This dataset consists of image tiles extracted from whole-slide images (WSIs) of Kinyoun-stained smears, intended for the detection of acid-fast bacteria (AFB) such as Mycobacterium tuberculosis and related species.

The obj_det_train and obj_det_test tarballs contain approximately 50k tiles intended for training an object detection model, split into training and test sets. Roughly 20% of these tiles contain annotated AFB with bounding boxes drawn by trained AFB laboratory experts. The remainder are from verified AFB-negative WSIs and contain difficult background debris and stain artifacts to create challenging negative examples for training & testing a model.

The slide_pred_val tarballs contain approximately 1.8 million unannotated tiles sampled randomly from the central 1 cm^2 of WSIs. This is intended as a validation set for making slide-level predictions aggregated from AFB object detections. Note slide_pred_val is split into chunks because of its size (~100Gb). To reassemble them after downloading, cat slide_pred_val.tar.gz.* | tar xvfz - or similar command should work on most *nix-like systems (expect this extraction to take 15 min or more, even with fast disk io). Note you'll need over 200Gb of free space to download & then combine the chunks!

More details can be found in the paper (in press, citation TBA).

Dataset Details

Dataset Description

  • Curated by: Applied AI & Bioinformatics group within the Research & Innovation unit of ARUP Labs
  • Funded by: ARUP Laboratories
  • License: CC BY-NC-SA 4.0

Dataset Sources

Uses

Direct Use

The intended use case for this dataset, described in the paper, is training and validating a model for object detection of AFB on Kinyoun-stained WSIs.

Out-of-Scope Use

For research use only, this is not intended to support clinical use!

Dataset Structure

Image and label filenames have the following pattern:

{specimen ID}_{WSI ID}_{left}_{top}_{width}_{height}.{txt or png}
  • specimen ID: refers to a unique clinical sample
  • WSI ID: refers to a unique WSI. Note that in many instances multiple WSIs correspond to the same specimen ID since the same physical glass slide was scanned multiple times on different scanners and/or at different optical magnifications
  • left/top: x/y coordinates of the upper-left corner of the tile in global pixel coordinates of the original WSI
  • width/height: width and height of the tile in pixels ON THE ORIGINAL WSI

Note that all image tiles in the dataset are 256 x 256 pixels at a physical size of 0.2878 microns per pixel (MPP). However, many of the widths/heights in the filenames are not 256. This is because the original WSIs were scanned at a variety of different optical magnifications and MPPs, and when tiles were extracted they were resized to a consistent MPP. The left/top/width/height values can be used to reconstruct the absolute position and overlap of tiles in the original WSI they were extracted from.

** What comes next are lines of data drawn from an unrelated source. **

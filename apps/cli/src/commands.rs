//! CLI command definitions, routing, and tracing setup.

use std::path::{Path, PathBuf};
use std::sync::Arc;

use clap::{Parser, Subcommand};
use color_eyre::eyre::{Result, eyre};
use indicatif::{ProgressBar, ProgressStyle};
use tracing::info;

use corpusync_core::pipeline::{SourceFamily, build_fetchers, run_sync};
use corpusync_core::render_summary;
use corpusync_shared::{
    AppConfig, FetchWindow, config_file_path, init_config, load_config, load_config_from,
    validate_store,
};
use corpusync_store::{HttpStoreClient, ReconcileOptions, Reconciler};

// ---------------------------------------------------------------------------
// CLI structure
// ---------------------------------------------------------------------------

/// Corpusync — keep a file search store in sync with your document sources.
#[derive(Parser)]
#[command(
    name = "corpusync",
    version,
    about = "Sync configured document sources into a file search store.",
    long_about = None,
)]
pub(crate) struct Cli {
    /// Log format: text (default) or json.
    #[arg(long, default_value = "text", global = true)]
    pub log_format: LogFormat,

    /// Verbosity level (-v, -vv, -vvv).
    #[arg(short, long, action = clap::ArgAction::Count, global = true)]
    pub verbose: u8,

    /// Config file path (defaults to ~/.corpusync/corpusync.toml).
    #[arg(long, global = true)]
    pub config: Option<PathBuf>,

    #[command(subcommand)]
    pub command: Command,
}

/// Log output format.
#[derive(Clone, Debug, clap::ValueEnum)]
pub(crate) enum LogFormat {
    Text,
    Json,
}

/// Fetch window for sync commands.
#[derive(Clone, Copy, Debug, clap::ValueEnum)]
pub(crate) enum WindowArg {
    /// Recent pages and months only — the scheduled-run default.
    Recent,
    /// Everything the sources offer.
    Full,
}

impl From<WindowArg> for FetchWindow {
    fn from(arg: WindowArg) -> Self {
        match arg {
            WindowArg::Recent => FetchWindow::Recent,
            WindowArg::Full => FetchWindow::FullArchive,
        }
    }
}

/// Top-level CLI subcommands.
#[derive(Subcommand)]
pub(crate) enum Command {
    /// Sync every configured source.
    Run {
        /// Fetch window.
        #[arg(long, value_enum, default_value_t = WindowArg::Recent)]
        window: WindowArg,
    },

    /// Sync only the API sources.
    Api {
        #[arg(long, value_enum, default_value_t = WindowArg::Recent)]
        window: WindowArg,
    },

    /// Sync only the web sources.
    Web {
        #[arg(long, value_enum, default_value_t = WindowArg::Recent)]
        window: WindowArg,
    },

    /// Sync only the calendar sources.
    Calendar {
        #[arg(long, value_enum, default_value_t = WindowArg::Recent)]
        window: WindowArg,
    },

    /// Configuration management.
    Config {
        /// Config subcommand.
        #[command(subcommand)]
        action: ConfigAction,
    },
}

/// Config subcommands.
#[derive(Subcommand)]
pub(crate) enum ConfigAction {
    /// Initialize config file with defaults.
    Init,
    /// Show resolved configuration.
    Show,
}

// ---------------------------------------------------------------------------
// Tracing setup
// ---------------------------------------------------------------------------

/// Initialize tracing based on CLI flags.
pub(crate) fn init_tracing(cli: &Cli) {
    use tracing_subscriber::{EnvFilter, fmt};

    let filter = match cli.verbose {
        0 => "corpusync=info",
        1 => "corpusync=debug",
        _ => "corpusync=trace",
    };

    let env_filter = EnvFilter::try_from_default_env().unwrap_or_else(|_| EnvFilter::new(filter));

    match cli.log_format {
        LogFormat::Text => {
            fmt().with_env_filter(env_filter).with_target(false).init();
        }
        LogFormat::Json => {
            fmt().json().with_env_filter(env_filter).init();
        }
    }
}

// ---------------------------------------------------------------------------
// Command dispatch
// ---------------------------------------------------------------------------

/// Run the CLI command.
pub(crate) async fn run(cli: Cli) -> Result<()> {
    let config_path = cli.config.as_deref();
    match cli.command {
        Command::Run { window } => {
            cmd_sync(&SourceFamily::ALL, window.into(), config_path).await
        }
        Command::Api { window } => {
            cmd_sync(&[SourceFamily::Api], window.into(), config_path).await
        }
        Command::Web { window } => {
            cmd_sync(&[SourceFamily::Web], window.into(), config_path).await
        }
        Command::Calendar { window } => {
            cmd_sync(&[SourceFamily::Calendar], window.into(), config_path).await
        }
        Command::Config { action } => match action {
            ConfigAction::Init => cmd_config_init(),
            ConfigAction::Show => cmd_config_show(config_path),
        },
    }
}

// ---------------------------------------------------------------------------
// Command handlers
// ---------------------------------------------------------------------------

async fn cmd_sync(
    families: &[SourceFamily],
    window: FetchWindow,
    config_path: Option<&Path>,
) -> Result<()> {
    let config = load(config_path)?;
    validate_store(&config)?;

    // validate_store already checked the env var is set and non-empty.
    let api_key = std::env::var(&config.store.api_key_env)
        .map_err(|_| eyre!("{} is not set", config.store.api_key_env))?;

    let client = HttpStoreClient::new(&config.store.base_url, &config.store.name, api_key)?;
    let reconciler = Reconciler::new(Arc::new(client), ReconcileOptions::from(&config.store));

    let fetchers = build_fetchers(&config, families)?;
    if fetchers.is_empty() {
        println!("No sources configured for this command. Edit your config and retry.");
        return Ok(());
    }

    info!(window = %window, sources = fetchers.len(), "starting sync");
    let spinner = spinner();
    spinner.set_message(format!("Syncing {} source(s)…", fetchers.len()));

    let summary = run_sync(&fetchers, window, &reconciler).await;

    spinner.finish_and_clear();
    println!();
    println!("{}", render_summary(&summary));
    println!();

    let failed = summary.failed().len();
    if failed > 0 {
        return Err(eyre!("{failed} source(s) failed"));
    }
    Ok(())
}

fn cmd_config_init() -> Result<()> {
    let path = init_config()?;
    println!("Created {}", path.display());
    println!("Set store.name and your source entries, then run `corpusync run`.");
    Ok(())
}

fn cmd_config_show(config_path: Option<&Path>) -> Result<()> {
    let config = load(config_path)?;
    let rendered = toml::to_string_pretty(&config)?;
    match config_path {
        Some(path) => println!("# {}", path.display()),
        None => println!("# {}", config_file_path()?.display()),
    }
    println!("{rendered}");
    Ok(())
}

fn load(config_path: Option<&Path>) -> Result<AppConfig> {
    Ok(match config_path {
        Some(path) => load_config_from(path)?,
        None => load_config()?,
    })
}

fn spinner() -> ProgressBar {
    let spinner = ProgressBar::new_spinner();
    spinner.set_style(
        ProgressStyle::with_template("{spinner:.cyan} {msg}")
            .unwrap()
            .tick_strings(&["⠋", "⠙", "⠹", "⠸", "⠼", "⠴", "⠦", "⠧", "⠇", "⠏"]),
    );
    spinner.enable_steady_tick(std::time::Duration::from_millis(80));
    spinner
}
use tempfile::NamedTempFile;
use tokio::sync::Semaphore;
use tokio::time::Instant;
use tracing::{debug, info, instrument, warn};

use corpusync_shared::{
    Chunk, RemoteDocument, Result, StoreConfig, SyncError, SyncPlan, UploadOutcome,
};

use crate::client::StoreClient;

/// Content type every chunk is ingested under.
pub const CHUNK_CONTENT_TYPE: &str = "text/markdown";

// ---------------------------------------------------------------------------
// Options & report
// ---------------------------------------------------------------------------

/// How stale documents are matched against a fresh chunk set.
#[derive(Debug, Clone, Copy, PartialEq, Eq)]
pub enum MatchMode {
    /// Whole-prefix replace: every document named `{basename}_part…` is
    /// stale. Used by record-batch sources.
    Prefix,
    /// Per-filename replace: only documents whose display name equals a
    /// fresh chunk filename are stale. Calendar sources use this so periods
    /// outside the current crawl window are left untouched.
    Exact,
}

/// Reconciliation tuning, usually derived from `[store]` config.
#[derive(Debug, Clone)]
pub struct ReconcileOptions {
    /// Interval between polls of a pending ingest operation.
    pub poll_interval: Duration,
    /// Per-chunk budget for the operation to report done.
    pub max_wait: Duration,
    /// Width of the upload worker pool.
    pub upload_workers: usize,
    /// Pause between delete completion and the first upload.
    pub delete_settle: Duration,
}

impl Default for ReconcileOptions {
    fn default() -> Self {
        Self {
            poll_interval: Duration::from_secs(1),
            max_wait: Duration::from_secs(120),
            upload_workers: 5,
            delete_settle: Duration::from_secs(2),
        }
    }
}

impl From<&StoreConfig> for ReconcileOptions {
    fn from(config: &StoreConfig) -> Self {
        Self {
            poll_interval: Duration::from_secs(config.poll_interval_secs),
            max_wait: Duration::from_secs(config.max_wait_secs),
            upload_workers: config.upload_workers,
            delete_settle: Duration::from_secs(config.delete_settle_secs),
        }
    }
}

/// Aggregated outcome of one source's reconciliation.
#[derive(Debug, Clone, Default)]
pub struct ReconcileReport {
    /// Stale documents successfully deleted.
    pub deleted: usize,
    /// Stale documents whose delete failed (logged, non-fatal).
    pub delete_failures: usize,
    /// Per-chunk upload outcomes, in chunk order.
    pub uploads: Vec<UploadOutcome>,
}

// ---------------------------------------------------------------------------
// Planning
// ---------------------------------------------------------------------------

/// Compute the delete/upload diff for one source: which existing documents
/// are stale under `mode`, and which chunks go up.
pub fn plan(
    basename: &str,
    mode: MatchMode,
    existing: &[RemoteDocument],
    fresh: Vec<Chunk>,
) -> SyncPlan {
    let stale: Vec<RemoteDocument> = match mode {
        MatchMode::Prefix => {
            let prefix = format!("{basename}_part");
            existing
                .iter()
                .filter(|doc| doc.display_name.starts_with(&prefix))
                .cloned()
                .collect()
        }
        MatchMode::Exact => existing
            .iter()
            .filter(|doc| fresh.iter().any(|c| c.filename == doc.display_name))
            .cloned()
            .collect(),
    };

    SyncPlan {
        delete: stale,
        upload: fresh,
    }
}

// ---------------------------------------------------------------------------
// Reconciler
// ---------------------------------------------------------------------------

/// Per-source reconciliation engine over an injected [`StoreClient`].
pub struct Reconciler {
    client: Arc<dyn StoreClient>,
    options: ReconcileOptions,
}

impl Reconciler {
    pub fn new(client: Arc<dyn StoreClient>, options: ReconcileOptions) -> Self {
        Self { client, options }
    }

    /// Replace the store's documents for `basename` with `chunks`.
    ///
    /// Every per-document and per-chunk failure is recorded in the report
    /// rather than propagated; only listing the store fails the call.
    #[instrument(skip_all, fields(basename, chunks = chunks.len()))]
    pub async fn reconcile(
        &self,
        basename: &str,
        mode: MatchMode,
        chunks: Vec<Chunk>,
    ) -> Result<ReconcileReport> {
        let existing = self.client.list_documents().await?;
        let plan = plan(basename, mode, &existing, chunks);

        info!(
            stale = plan.delete.len(),
            fresh = plan.upload.len(),
            "reconciling store documents"
        );

        let mut report = ReconcileReport::default();

        // Delete phase. Failures only risk a duplicate-looking document
        // until the next run.
        for doc in &plan.delete {
            match self.client.delete_document(&doc.handle, true).await {
                Ok(()) => {
                    debug!(display_name = %doc.display_name, "deleted stale document");
                    report.deleted += 1;
                }
                Err(e) => {
                    warn!(display_name = %doc.display_name, error = %e, "delete failed");
                    report.delete_failures += 1;
                }
            }
        }

        // Let the store settle before re-uploading under the same names.
        if !plan.delete.is_empty() && !self.options.delete_settle.is_zero() {
            tokio::time::sleep(self.options.delete_settle).await;
        }

        // Upload phase: bounded pool, independent outcomes.
        let semaphore = Arc::new(Semaphore::new(self.options.upload_workers.max(1)));
        let mut handles = Vec::new();

        for chunk in plan.upload {
            let client = Arc::clone(&self.client);
            let semaphore = Arc::clone(&semaphore);
            let poll_interval = self.options.poll_interval;
            let max_wait = self.options.max_wait;
            let filename = chunk.filename.clone();

            let handle = tokio::spawn(async move {
                let _permit = semaphore.acquire().await.expect("semaphore closed");
                upload_chunk(client.as_ref(), &chunk, poll_interval, max_wait).await
            });
            handles.push((filename, handle));
        }

        for (filename, handle) in handles {
            match handle.await {
                Ok(outcome) => report.uploads.push(outcome),
                Err(e) => report
                    .uploads
                    .push(UploadOutcome::failed(filename, format!("task failed: {e}"))),
            }
        }

        info!(
            deleted = report.deleted,
            delete_failures = report.delete_failures,
            uploaded = report.uploads.iter().filter(|u| u.is_ok()).count(),
            upload_failures = report.uploads.iter().filter(|u| !u.is_ok()).count(),
            "reconcile complete"
        );

        Ok(report)
    }
}

/// Upload one chunk and poll its ingest operation to completion.
async fn upload_chunk(
    client: &dyn StoreClient,
    chunk: &Chunk,
    poll_interval: Duration,
    max_wait: Duration,
) -> UploadOutcome {
    match try_upload(client, chunk, poll_interval, max_wait).await {
        Ok(()) => {
            debug!(filename = %chunk.filename, "upload complete");
            UploadOutcome::ok(&chunk.filename)
        }
        Err(e) => {
            warn!(filename = %chunk.filename, error = %e, "upload failed");
            UploadOutcome::failed(&chunk.filename, e.to_string())
        }
    }
}

async fn try_upload(
    client: &dyn StoreClient,
    chunk: &Chunk,
    poll_interval: Duration,
    max_wait: Duration,
) -> Result<()> {
    // Spool the chunk to a transient file. The handle drops (and the file is
    // removed) on every exit path, including timeouts.
    let mut spool =
        NamedTempFile::new().map_err(|e| SyncError::upload(&chunk.filename, e.to_string()))?;
    spool
        .write_all(chunk.content.as_bytes())
        .and_then(|_| spool.flush())
        .map_err(|e| SyncError::upload(&chunk.filename, e.to_string()))?;

    let op = client
        .upload_and_ingest(spool.path(), &chunk.filename, CHUNK_CONTENT_TYPE)
        .await?;

    let started = Instant::now();
    loop {
        if client.refresh(&op).await? {
            return Ok(());
        }
        if started.elapsed() >= max_wait {
            // The remote side may still finish the operation later; we only
            // abandon it locally.
            return Err(SyncError::UploadTimeout {
                filename: chunk.filename.clone(),
                waited_secs: max_wait.as_secs(),
            });
        }
        tokio::time::sleep(poll_interval).await;
    }
}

Files are grouped into folders based on which WSI they were extracted from. The contents of the labels/ directory matches one-to-one with the images/ directory, with a .txt file containing bounding box annotations (if any) for the corresponding .png image.

Dataset Creation

Curation Rationale

The intended use for this dataset was to train an object detection model for screening of AFB clinical laboratory specimens, but it was decided that the model's performance was not sufficient for clinical deployment.

Source Data

Data Collection and Processing

In our standard clinical workflow, an initial screen is performed on specimens using manual microscopy on auramine O (AO)-stained slides. A random subset of AO+ specimens were selected for annotation, and separately a random subset of AO- specimens were selected for validation and hard negative training. Kinyoun-stained slides were made directly from the selected specimens (not part of the normal laboratory workflow).

After slides were digitized, tiles were extracted and resized to consistent microns per pixel using in-house python libraries. AFB-negative tiles in the object detction training and test splits were a randomly selected subset of tiles on which an early iteration of our object detection model made false-positive predictions. See the paper for more details.

Who are the source data producers?

This dataset is sourced from de-identified clinical specimens from the AFB/Mycology laboratory at ARUP Laboratories. Patient demographic data is unavailable for specimens in this dataset.

Annotations

Annotation process

AFB experts at ARUP Laboratories manually reviewed images and drew bounding box annotations using Digital Slide Archive and LabelStudio. Objects were annotated as belonging to one of 4 categories: AFB, AFB-mimic, non-AFB, or Unknown. AFB-mimic included other organisms such as Streptomyces that might look similar to AFB to a computer vision model but which should not be regarded as an AFB-positive diagnosis. Unknown includes objects for which the annotator was unsure if the true label should be AFB, AFB-mimic, or non-AFB. Note the vast majority of annotated objects in the dataset are AFB.

Who are the annotators?

Staff from the Research & Innovation unit and AFB/Mycology laboratory at ARUP Laboratories: Elizabeth Enrico, Jeffrey Gilivary, Amanda Vance, Haleina Hatch, Blaine Mathison (see paper, link TBA)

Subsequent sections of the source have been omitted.